Ann Vasc Dis. 2008;1(2):91-101. doi: 10.3400/avd.AVDrev07022. Epub 2008 Oct 24.
Endovascular treatment of acute and chronic iliac vein occlusions has proven to be safe and effective. Recanalization of chronic occlusions with balloon angioplasty and stenting can re-establish normal venous flow in the iliac veins and the IVC and relieve symptoms in the majority of treated patients.

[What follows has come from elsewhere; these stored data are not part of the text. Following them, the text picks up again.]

#[cfg(test)]
mod tests {
    use super::*;
    use crate::api::backend::testing::ScriptedBackend;
    use crate::model::PricePoint;
    use ratatui::{backend::TestBackend, buffer::Buffer};

    fn sample_history() -> PriceHistory {
        PriceHistory {
            asin: "B000X".into(),
            history: vec![
                PricePoint {
                    date: "2024-01-01".into(),
                    price: 19.99,
                },
                PricePoint {
                    date: "2024-01-02".into(),
                    price: 17.49,
                },
            ],
        }
    }

    fn press(code: KeyCode) -> KeyEvent {
        KeyEvent::new(code, KeyModifiers::NONE)
    }

    fn type_text(dashboard: &mut Dashboard, text: &str) {
        for c in text.chars() {
            dashboard.handle_key(press(KeyCode::Char(c)));
        }
    }

    fn render_buffer(dashboard: &Dashboard) -> Buffer {
        let mut terminal = Terminal::new(TestBackend::new(100, 32)).unwrap();
        terminal.draw(|f| dashboard.draw(f)).unwrap();
        terminal.backend().buffer().clone()
    }

    fn render(dashboard: &Dashboard) -> String {
        buffer_text(&render_buffer(dashboard))
    }

    /// Position of the first cell where `needle` starts.
    fn find_text(buffer: &Buffer, needle: &str) -> Option<(u16, u16)> {
        let chars: Vec<String> = needle.chars().map(String::from).collect();
        for y in 0..buffer.area.height {
            for x in 0..buffer.area.width {
                let fits = chars.iter().enumerate().all(|(i, c)| {
                    let cx = x as usize + i;
                    cx < buffer.area.width as usize && buffer.get(cx as u16, y).symbol() == c
                });
                if fits {
                    return Some((x, y));
                }
            }
        }
        None
    }

    fn buffer_text(buffer: &Buffer) -> String {
        let mut out = String::new();
        for y in 0..buffer.area.height {
            for x in 0..buffer.area.width {
                out.push_str(buffer.get(x, y).symbol());
            }
            out.push('\n');
        }
        out
    }

    #[tokio::test]
    async fn enter_fetches_once_and_renders_history() {
        let backend = Arc::new(ScriptedBackend::default());
        backend.push_history(Ok(sample_history()));
        let mut dashboard = Dashboard::new(backend.clone());

        type_text(&mut dashboard, "http://a/product");
        dashboard.handle_key(press(KeyCode::Enter));
        assert!(dashboard.state.loading);
        assert!(render(&dashboard).contains("Loading..."));

        dashboard.handle_key(press(KeyCode::Enter));

        let completion = dashboard.completion_rx.recv().await.unwrap();
        dashboard.apply(completion);

        assert_eq!(backend.history_calls.lock().unwrap().len(), 1);
        assert!(!dashboard.state.loading);
        let screen = render(&dashboard);
        assert!(screen.contains("Price History for ASIN: B000X"));
        assert!(screen.contains("Low: $17.49"));
    }

    #[tokio::test]
    async fn backend_error_is_shown() {
        let backend = Arc::new(ScriptedBackend::default());
        backend.push_history(Err(PriceWatchError::BackendError {
            status: 400,
            detail: "invalid url".into(),
        }));
        let mut dashboard = Dashboard::new(backend);

        type_text(&mut dashboard, "http://a/product");
        dashboard.handle_key(press(KeyCode::Enter));
        let completion = dashboard.completion_rx.recv().await.unwrap();
        dashboard.apply(completion);

        assert!(dashboard.state.history.is_none());
        assert!(render(&dashboard).contains("invalid url"));
    }

    #[tokio::test]
    async fn alert_form_round_trip() {
        let backend = Arc::new(ScriptedBackend::default());
        backend.push_alert(Ok(()));
        let mut dashboard = Dashboard::new(backend.clone());
        dashboard.state.history = Some(sample_history());

        dashboard.handle_key(KeyEvent::new(KeyCode::Char('t'), KeyModifiers::CONTROL));
        assert!(dashboard.state.alert.is_visible());
        assert_eq!(dashboard.focus, Focus::Email);
        assert!(render(&dashboard).contains("Set Price Alert"));

        type_text(&mut dashboard, "a@b.com");
        dashboard.handle_key(press(KeyCode::Tab));
        dashboard.handle_key(press(KeyCode::Backspace));
        type_text(&mut dashboard, "15.00");

        dashboard.handle_key(press(KeyCode::Enter));
        dashboard.handle_key(press(KeyCode::Enter));
        let completion = dashboard.completion_rx.recv().await.unwrap();
        dashboard.apply(completion);

        let calls = backend.alert_calls.lock().unwrap();
        assert_eq!(calls.len(), 1);
        assert_eq!(calls[0].email, "a@b.com");
        assert_eq!(calls[0].target_price, 15.0);
        assert!(!dashboard.state.alert.is_visible());
        assert_eq!(dashboard.focus, Focus::Url);
    }

    #[test]
    fn escape_cancels_form_then_quits() {
        let mut dashboard = Dashboard::new(Arc::new(ScriptedBackend::default()));
        dashboard.state.history = Some(sample_history());

        dashboard.handle_key(KeyEvent::new(KeyCode::Char('t'), KeyModifiers::CONTROL));
        type_text(&mut dashboard, "x@y.z");
        dashboard.handle_key(press(KeyCode::Esc));
        assert!(!dashboard.state.alert.is_visible());
        assert!(dashboard.is_running());
        assert_eq!(dashboard.state.url, "");

        dashboard.handle_key(press(KeyCode::Esc));
        assert!(!dashboard.is_running());
    }

    #[test]
    fn track_shortcut_needs_history() {
        let mut dashboard = Dashboard::new(Arc::new(ScriptedBackend::default()));
        dashboard.handle_key(KeyEvent::new(KeyCode::Char('t'), KeyModifiers::CONTROL));
        assert!(!dashboard.state.alert.is_visible());
        assert_eq!(dashboard.state.url, "");
        assert!(!render(&dashboard).contains("Track This Deal"));
    }

    #[test]
    fn popup_fits_very_wide_terminals() {
        let area = centered_rect(60, 12, Rect::new(0, 0, 1200, 40));
        assert_eq!(area, Rect::new(240, 14, 720, 12));

        let area = centered_rect(60, 12, Rect::new(0, 0, 2000, 8));
        assert_eq!(area, Rect::new(400, 0, 1200, 8));
    }

    #[test]
    fn create_alert_dimmed_until_target_is_valid() {
        let mut dashboard = Dashboard::new(Arc::new(ScriptedBackend::default()));
        dashboard.state.history = Some(sample_history());
        dashboard.handle_key(KeyEvent::new(KeyCode::Char('t'), KeyModifiers::CONTROL));
        dashboard.handle_key(press(KeyCode::Tab));
        type_text(&mut dashboard, "x");

        let buffer = render_buffer(&dashboard);
        let (x, y) = find_text(&buffer, "Create Alert").unwrap();
        assert_eq!(buffer.get(x, y).fg, Color::DarkGray);

        dashboard.handle_key(press(KeyCode::Backspace));
        let buffer = render_buffer(&dashboard);
        let (x, y) = find_text(&buffer, "Create Alert").unwrap();
        assert_ne!(buffer.get(x, y).fg, Color::DarkGray);
    }

    #[test]
    fn arrows_inspect_price_points() {
        let mut dashboard = Dashboard::new(Arc::new(ScriptedBackend::default()));
        dashboard.handle_key(press(KeyCode::Right));
        assert_eq!(dashboard.cursor(), None);

        dashboard.state.history = Some(sample_history());
        dashboard.handle_key(press(KeyCode::Left));
        assert_eq!(dashboard.cursor(), Some(1));
        assert!(render(&dashboard).contains("Selected: 1/2/2024 $17.49"));

        dashboard.handle_key(press(KeyCode::Left));
        dashboard.handle_key(press(KeyCode::Left));
        assert_eq!(dashboard.cursor(), Some(0));
        assert!(render(&dashboard).contains("Selected: 1/1/2024 $19.99"));

        dashboard.handle_key(press(KeyCode::Right));
        dashboard.handle_key(press(KeyCode::Right));
        assert_eq!(dashboard.cursor(), Some(1));
        assert_eq!(dashboard.state.url, "");
    }

    #[tokio::test]
    async fn new_history_clears_inspected_point() {
        let backend = Arc::new(ScriptedBackend::default());
        backend.push_history(Ok(sample_history()));
        let mut dashboard = Dashboard::new(backend);
        dashboard.state.history = Some(sample_history());
        dashboard.handle_key(press(KeyCode::Right));
        assert_eq!(dashboard.cursor(), Some(0));

        type_text(&mut dashboard, "http://a/product");
        dashboard.handle_key(press(KeyCode::Enter));
        let completion = dashboard.completion_rx.recv().await.unwrap();
        dashboard.apply(completion);

        assert_eq!(dashboard.cursor(), None);
        assert!(!render(&dashboard).contains("Selected:"));
    }
}
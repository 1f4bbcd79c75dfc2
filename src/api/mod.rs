pub mod backend;
pub mod http;

pub use backend::PriceBackend;
pub use http::HttpBackend;
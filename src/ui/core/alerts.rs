use crate::model::AlertRequest;

/// In-progress alert edit. Only exists while the form is open.
#[derive(Debug, Clone)]
pub struct AlertDraft {
    /// Product the alert is bound to, captured when the form was opened.
    pub asin: String,
    pub email: String,
    pub target_price: f64,
    /// Target price exactly as typed.
    pub target_text: String,
    pub submitting: bool,
    seq: u64,
}

impl AlertDraft {
    fn new(asin: &str) -> Self {
        Self {
            asin: asin.to_string(),
            email: String::new(),
            target_price: 0.0,
            target_text: "0".to_string(),
            submitting: false,
            seq: 0,
        }
    }

    pub fn has_valid_target(&self) -> bool {
        self.target_price.is_finite()
    }
}

#[derive(Debug, Clone, Copy, PartialEq, Eq)]
pub enum SubmitBlocked {
    NotEditing,
    InFlight,
    InvalidTarget,
}

#[derive(Debug, Clone, Default)]
pub enum AlertForm {
    #[default]
    Hidden,
    Editing(AlertDraft),
}

impl AlertForm {
    pub fn is_visible(&self) -> bool {
        matches!(self, AlertForm::Editing(_))
    }

    pub fn draft(&self) -> Option<&AlertDraft> {
        match self {
            AlertForm::Editing(draft) => Some(draft),
            AlertForm::Hidden => None,
        }
    }

    fn draft_mut(&mut self) -> Option<&mut AlertDraft> {
        match self {
            AlertForm::Editing(draft) => Some(draft),
            AlertForm::Hidden => None,
        }
    }

    /// Opens the form with an empty email and a zero target. An already open
    /// form keeps its draft.
    pub fn show(&mut self, asin: &str) -> bool {
        if self.is_visible() {
            return false;
        }
        *self = AlertForm::Editing(AlertDraft::new(asin));
        true
    }

    pub fn edit_email(&mut self, email: &str) -> bool {
        match self.draft_mut() {
            Some(draft) => {
                draft.email = email.to_string();
                true
            }
            None => false,
        }
    }

    /// Non-numeric input becomes NaN; the text is kept as typed.
    pub fn edit_target_price(&mut self, input: &str) -> bool {
        match self.draft_mut() {
            Some(draft) => {
                draft.target_text = input.to_string();
                draft.target_price = input.trim().parse::<f64>().unwrap_or(f64::NAN);
                true
            }
            None => false,
        }
    }

    /// Discards the draft. Refused while a submission is in flight.
    pub fn cancel(&mut self) -> bool {
        match self {
            AlertForm::Editing(draft) if !draft.submitting => {
                *self = AlertForm::Hidden;
                true
            }
            _ => false,
        }
    }

    /// Force-closes the form, e.g. when the displayed product changes.
    pub fn close(&mut self) {
        *self = AlertForm::Hidden;
    }

    pub fn begin_submit(&mut self, seq: u64) -> Result<AlertRequest, SubmitBlocked> {
        let draft = self.draft_mut().ok_or(SubmitBlocked::NotEditing)?;
        if draft.submitting {
            return Err(SubmitBlocked::InFlight);
        }
        if !draft.has_valid_target() {
            return Err(SubmitBlocked::InvalidTarget);
        }

        draft.submitting = true;
        draft.seq = seq;

        Ok(AlertRequest {
            asin: draft.asin.clone(),
            target_price: draft.target_price,
            email: draft.email.clone(),
        })
    }

    /// Applies the outcome of submission `seq`. Success hides the form, failure
    /// keeps the draft for another attempt. Returns false when `seq` does not
    /// belong to the open form.
    pub fn finish_submit(&mut self, seq: u64, succeeded: bool) -> bool {
        match self {
            AlertForm::Editing(draft) if draft.submitting && draft.seq == seq => {
                if succeeded {
                    *self = AlertForm::Hidden;
                } else {
                    draft.submitting = false;
                }
                true
            }
            _ => false,
        }
    }
}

CDT with recanalization and stenting of underlying chronically obstructed iliofemoral segments is becoming the treatment of choice for patients with acute iliofemoral thrombosis, as anticoagulation and compression therapy alone are not satisfactory in preventing PTS. The new treatment modalities offer stimulating options for a patient group that is not adequately treated, neither by medical nor open surgical therapy. The substantial effort and additional costs of endovascular treatment appear to be justified by the encouraging mid-term results both for patients with acute and chronic occlusive iliofemoral disease. However, multi-center randomized prospective studies are required to further validate the role of these techniques.
急性和慢性髂静脉闭塞的血管内治疗已被证明是安全有效的。通过球囊血管成形术和支架置入术使慢性闭塞再通,可重新建立髂静脉和下腔静脉的正常血流,并使大多数接受治疗的患者症状得到缓解。对潜在慢性阻塞的髂股段进行再通和支架置入的导管直接溶栓术正成为急性髂股静脉血栓形成患者的首选治疗方法,因为单纯抗凝和压迫治疗在预防血栓后综合征方面并不令人满意。这些新的治疗方式为既未得到药物治疗也未得到开放手术治疗的患者群体提供了令人鼓舞的选择。血管内治疗所需的大量努力和额外费用,似乎因急性和慢性闭塞性髂股疾病患者令人鼓舞的中期结果而合理。然而,需要多中心随机前瞻性研究来进一步验证这些技术的作用。